Repeat each of these records exactly.
----
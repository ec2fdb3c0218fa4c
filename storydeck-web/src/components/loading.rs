use yew::{Html, function_component, html};

/// Suspense fallback shown while the story list view is being prepared.
#[function_component(Loading)]
pub fn loading() -> Html {
    html! {
        <div class="flex items-center justify-center h-full">
            <div class="card bg-base-200 shadow-md">
                <div class="card-body items-center gap-3">
                    <span class="loading loading-dots loading-lg text-primary"></span>
                    <span class="text-sm text-base-content/70">{"Fetching stories"}</span>
                </div>
            </div>
        </div>
    }
}
use once_cell::unsync::OnceCell;
use reqwest::{Client, RequestBuilder, Response, StatusCode};
use serde::de::DeserializeOwned;
use shared::models::{
    ApiError, AuthResponse, ErrorBody, LoginRequest, NewStoryPayload, SignupRequest,
    StoriesResponse, StoryResponse, UserResponse,
};
use std::sync::{Arc, Mutex};
use uuid::Uuid;

use crate::config::FrontendConfig;

thread_local! {
    static SHARED_CLIENT: OnceCell<StorydeckClient> = OnceCell::new();
}

/// Lightweight API client for the Storydeck story and auth endpoints.
///
/// Holds the bearer token for the current session; install it after login or
/// when restoring a session from the local-storage mirror, clear it on
/// logout.
#[derive(Clone, Debug)]
pub struct StorydeckClient {
    base_url: String,
    client: Client,
    token: Arc<Mutex<Option<String>>>,
}

impl StorydeckClient {
    /// Create a new API client with the provided base URL.
    pub fn new(base_url: &str) -> Self {
        Self {
            base_url: base_url.trim_end_matches('/').to_string(),
            client: Client::new(),
            token: Arc::new(Mutex::new(None)),
        }
    }

    /// The process-wide client, configured from [`FrontendConfig`].
    pub fn shared() -> Self {
        SHARED_CLIENT.with(|cell| {
            cell.get_or_init(|| Self::new(FrontendConfig::new().api_base_url()))
                .clone()
        })
    }

    fn api_url(&self, path: &str) -> String {
        format!("{}/{}", self.base_url, path.trim_start_matches('/'))
    }

    /// Install or clear the bearer token used for authenticated requests.
    pub fn set_token(&self, token: Option<String>) {
        if let Ok(mut guard) = self.token.lock() {
            *guard = token;
        }
    }

    pub fn current_token(&self) -> Option<String> {
        self.token
            .lock()
            .ok()
            .and_then(|guard| guard.as_ref().cloned())
    }

    fn apply_auth(&self, request: RequestBuilder) -> RequestBuilder {
        if let Some(token) = self.current_token() {
            request.bearer_auth(token)
        } else {
            request
        }
    }

    async fn send(&self, request: RequestBuilder) -> Result<Response, ApiError> {
        request.send().await.map_err(map_transport_error)
    }

    async fn decode<T: DeserializeOwned>(response: Response) -> Result<T, ApiError> {
        let status = response.status();
        if status.is_success() {
            response
                .json::<T>()
                .await
                .map_err(|_| ApiError::Unexpected(status.as_u16()))
        } else {
            Err(read_error(status, response).await)
        }
    }

    async fn expect_success(response: Response) -> Result<(), ApiError> {
        let status = response.status();
        if status.is_success() {
            Ok(())
        } else {
            Err(read_error(status, response).await)
        }
    }

    /// Authenticate with username/password credentials.
    ///
    /// # Errors
    /// [`ApiError::AuthenticationFailed`] on rejected credentials.
    pub async fn login(&self, payload: &LoginRequest) -> Result<AuthResponse, ApiError> {
        let url = self.api_url("auth/login");
        let response = self.send(self.client.post(url).json(payload)).await?;
        let body: AuthResponse = Self::decode(response).await?;
        self.set_token(Some(body.token.clone()));
        Ok(body)
    }

    /// Create an account and authenticate as it.
    ///
    /// # Errors
    /// [`ApiError::ValidationFailed`] when the server rejects the fields
    /// (for example a taken username).
    pub async fn signup(&self, payload: &SignupRequest) -> Result<AuthResponse, ApiError> {
        let url = self.api_url("auth/signup");
        let response = self.send(self.client.post(url).json(payload)).await?;
        let body: AuthResponse = Self::decode(response).await?;
        self.set_token(Some(body.token.clone()));
        Ok(body)
    }

    /// Fetch the profile for `username`, including favorites and own stories.
    /// Used with a mirrored token to restore a session after a reload.
    ///
    /// # Errors
    /// [`ApiError::AuthenticationFailed`] when the installed token is stale.
    pub async fn get_user(&self, username: &str) -> Result<UserResponse, ApiError> {
        let url = self.api_url(&format!("users/{username}"));
        let response = self.send(self.apply_auth(self.client.get(url))).await?;
        Self::decode(response).await
    }

    /// Fetch the full story list, in server order.
    ///
    /// # Errors
    /// Propagates transport and server failures as [`ApiError`].
    pub async fn get_stories(&self) -> Result<StoriesResponse, ApiError> {
        let url = self.api_url("stories");
        let response = self.send(self.apply_auth(self.client.get(url))).await?;
        Self::decode(response).await
    }

    /// Submit a new story.
    ///
    /// # Errors
    /// Propagates transport and server failures as [`ApiError`].
    pub async fn add_story(&self, payload: &NewStoryPayload) -> Result<StoryResponse, ApiError> {
        let url = self.api_url("stories");
        let response = self
            .send(self.apply_auth(self.client.post(url)).json(payload))
            .await?;
        Self::decode(response).await
    }

    /// Delete one of the current user's stories.
    ///
    /// # Errors
    /// [`ApiError::NotFound`] when the story was already removed.
    pub async fn delete_story(&self, story_id: Uuid) -> Result<(), ApiError> {
        let url = self.api_url(&format!("stories/{story_id}"));
        let response = self.send(self.apply_auth(self.client.delete(url))).await?;
        Self::expect_success(response).await
    }

    /// Star a story for `username`.
    ///
    /// # Errors
    /// Propagates transport and server failures as [`ApiError`].
    pub async fn add_favorite(&self, username: &str, story_id: Uuid) -> Result<(), ApiError> {
        let url = self.api_url(&format!("users/{username}/favorites/{story_id}"));
        let response = self.send(self.apply_auth(self.client.post(url))).await?;
        Self::expect_success(response).await
    }

    /// Unstar a story for `username`.
    ///
    /// # Errors
    /// Propagates transport and server failures as [`ApiError`].
    pub async fn remove_favorite(&self, username: &str, story_id: Uuid) -> Result<(), ApiError> {
        let url = self.api_url(&format!("users/{username}/favorites/{story_id}"));
        let response = self.send(self.apply_auth(self.client.delete(url))).await?;
        Self::expect_success(response).await
    }
}

async fn read_error(status: StatusCode, response: Response) -> ApiError {
    let detail = response
        .json::<ErrorBody>()
        .await
        .ok()
        .map(|body| body.error);
    error_for_status(status, detail)
}

/// Map an HTTP status (plus an optional server-provided detail) to the
/// failure taxonomy the pages render.
pub(crate) fn error_for_status(status: StatusCode, detail: Option<String>) -> ApiError {
    match status {
        StatusCode::UNAUTHORIZED | StatusCode::FORBIDDEN => ApiError::AuthenticationFailed,
        StatusCode::NOT_FOUND => ApiError::NotFound,
        StatusCode::BAD_REQUEST | StatusCode::UNPROCESSABLE_ENTITY => {
            ApiError::ValidationFailed(detail.unwrap_or_else(|| "malformed request".to_string()))
        }
        other => ApiError::Unexpected(other.as_u16()),
    }
}

fn map_transport_error(err: reqwest::Error) -> ApiError {
    err.status()
        .map_or(ApiError::NetworkUnavailable, |status| {
            error_for_status(status, None)
        })
}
----
- SOLVED EXERCISE:
repository ec2fdb3c0218fa4c
filename storydeck-web/src/components/loading.rs
use yew::{Html, function_component, html};

/// Suspense fallback shown while the story list view is being prepared.
#[function_component(Loading)]
pub fn loading() -> Html {
    html! {
        <div class="flex items-center justify-center h-full">
            <div class="card bg-base-200 shadow-md">
                <div class="card-body items-center gap-3">
                    <span class="loading loading-dots loading-lg text-primary"></span>
                    <span class="text-sm text-base-content/70">{"Fetching stories"}</span>
                </div>
            </div>
        </div>
    }
}
use once_cell::unsync::OnceCell;
use reqwest::{Client, RequestBuilder, Response, StatusCode};
use serde::de::DeserializeOwned;
use shared::models::{
    ApiError, AuthResponse, ErrorBody, LoginRequest, NewStoryPayload, SignupRequest,
    StoriesResponse, StoryResponse, UserResponse,
};
use std::sync::{Arc, Mutex};
use uuid::Uuid;

use crate::config::FrontendConfig;

thread_local! {
    static SHARED_CLIENT: OnceCell<StorydeckClient> = OnceCell::new();
}

/// Lightweight API client for the Storydeck story and auth endpoints.
///
/// Holds the bearer token for the current session; install it after login or
/// when restoring a session from the local-storage mirror, clear it on
/// logout.
#[derive(Clone, Debug)]
pub struct StorydeckClient {
    base_url: String,
    client: Client,
    token: Arc<Mutex<Option<String>>>,
}

impl StorydeckClient {
    /// Create a new API client with the provided base URL.
    pub fn new(base_url: &str) -> Self {
        Self {
            base_url: base_url.trim_end_matches('/').to_string(),
            client: Client::new(),
            token: Arc::new(Mutex::new(None)),
        }
    }

    /// The process-wide client, configured from [`FrontendConfig`].
    pub fn shared() -> Self {
        SHARED_CLIENT.with(|cell| {
            cell.get_or_init(|| Self::new(FrontendConfig::new().api_base_url()))
                .clone()
        })
    }

    fn api_url(&self, path: &str) -> String {
        format!("{}/{}", self.base_url, path.trim_start_matches('/'))
    }

    /// Install or clear the bearer token used for authenticated requests.
    pub fn set_token(&self, token: Option<String>) {
        if let Ok(mut guard) = self.token.lock() {
            *guard = token;
        }
    }

    pub fn current_token(&self) -> Option<String> {
        self.token
            .lock()
            .ok()
            .and_then(|guard| guard.as_ref().cloned())
    }

    fn apply_auth(&self, request: RequestBuilder) -> RequestBuilder {
        if let Some(token) = self.current_token() {
            request.bearer_auth(token)
        } else {
            request
        }
    }

    async fn send(&self, request: RequestBuilder) -> Result<Response, ApiError> {
        request.send().await.map_err(map_transport_error)
    }

    async fn decode<T: DeserializeOwned>(response: Response) -> Result<T, ApiError> {
        let status = response.status();
        if status.is_success() {
            response
                .json::<T>()
                .await
                .map_err(|_| ApiError::Unexpected(status.as_u16()))
        } else {
            Err(read_error(status, response).await)
        }
    }

    async fn expect_success(response: Response) -> Result<(), ApiError> {
        let status = response.status();
        if status.is_success() {
            Ok(())
        } else {
            Err(read_error(status, response).await)
        }
    }

    /// Authenticate with username/password credentials.
    ///
    /// # Errors
    /// [`ApiError::AuthenticationFailed`] on rejected credentials.
    pub async fn login(&self, payload: &LoginRequest) -> Result<AuthResponse, ApiError> {
        let url = self.api_url("auth/login");
        let response = self.send(self.client.post(url).json(payload)).await?;
        let body: AuthResponse = Self::decode(response).await?;
        self.set_token(Some(body.token.clone()));
        Ok(body)
    }

    /// Create an account and authenticate as it.
    ///
    /// # Errors
    /// [`ApiError::ValidationFailed`] when the server rejects the fields
    /// (for example a taken username).
    pub async fn signup(&self, payload: &SignupRequest) -> Result<AuthResponse, ApiError> {
        let url = self.api_url("auth/signup");
        let response = self.send(self.client.post(url).json(payload)).await?;
        let body: AuthResponse = Self::decode(response).await?;
        self.set_token(Some(body.token.clone()));
        Ok(body)
    }

    /// Fetch the profile for `username`, including favorites and own stories.
    /// Used with a mirrored token to restore a session after a reload.
    ///
    /// # Errors
    /// [`ApiError::AuthenticationFailed`] when the installed token is stale.
    pub async fn get_user(&self, username: &str) -> Result<UserResponse, ApiError> {
        let url = self.api_url(&format!("users/{username}"));
        let response = self.send(self.apply_auth(self.client.get(url))).await?;
        Self::decode(response).await
    }

    /// Fetch the full story list, in server order.
    ///
    /// # Errors
    /// Propagates transport and server failures as [`ApiError`].
    pub async fn get_stories(&self) -> Result<StoriesResponse, ApiError> {
        let url = self.api_url("stories");
        let response = self.send(self.apply_auth(self.client.get(url))).await?;
        Self::decode(response).await
    }

    /// Submit a new story.
    ///
    /// # Errors
    /// Propagates transport and server failures as [`ApiError`].
    pub async fn add_story(&self, payload: &NewStoryPayload) -> Result<StoryResponse, ApiError> {
        let url = self.api_url("stories");
        let response = self
            .send(self.apply_auth(self.client.post(url)).json(payload))
            .await?;
        Self::decode(response).await
    }

    /// Delete one of the current user's stories.
    ///
    /// # Errors
    /// [`ApiError::NotFound`] when the story was already removed.
    pub async fn delete_story(&self, story_id: Uuid) -> Result<(), ApiError> {
        let url = self.api_url(&format!("stories/{story_id}"));
        let response = self.send(self.apply_auth(self.client.delete(url))).await?;
        Self::expect_success(response).await
    }

    /// Star a story for `username`.
    ///
    /// # Errors
    /// Propagates transport and server failures as [`ApiError`].
    pub async fn add_favorite(&self, username: &str, story_id: Uuid) -> Result<(), ApiError> {
        let url = self.api_url(&format!("users/{username}/favorites/{story_id}"));
        let response = self.send(self.apply_auth(self.client.post(url))).await?;
        Self::expect_success(response).await
    }

    /// Unstar a story for `username`.
    ///
    /// # Errors
    /// Propagates transport and server failures as [`ApiError`].
    pub async fn remove_favorite(&self, username: &str, story_id: Uuid) -> Result<(), ApiError> {
        let url = self.api_url(&format!("users/{username}/favorites/{story_id}"));
        let response = self.send(self.apply_auth(self.client.delete(url))).await?;
        Self::expect_success(response).await
    }
}

async fn read_error(status: StatusCode, response: Response) -> ApiError {
    let detail = response
        .json::<ErrorBody>()
        .await
        .ok()
        .map(|body| body.error);
    error_for_status(status, detail)
}

/// Map an HTTP status (plus an optional server-provided detail) to the
/// failure taxonomy the pages render.
pub(crate) fn error_for_status(status: StatusCode, detail: Option<String>) -> ApiError {
    match status {
        StatusCode::UNAUTHORIZED | StatusCode::FORBIDDEN => ApiError::AuthenticationFailed,
        StatusCode::NOT_FOUND => ApiError::NotFound,
        StatusCode::BAD_REQUEST | StatusCode::UNPROCESSABLE_ENTITY => {
            ApiError::ValidationFailed(detail.unwrap_or_else(|| "malformed request".to_string()))
        }
        other => ApiError::Unexpected(other.as_u16()),
    }
}

fn map_transport_error(err: reqwest::Error) -> ApiError {
    err.status()
        .map_or(ApiError::NetworkUnavailable, |status| {
            error_for_status(status, None)
        })
}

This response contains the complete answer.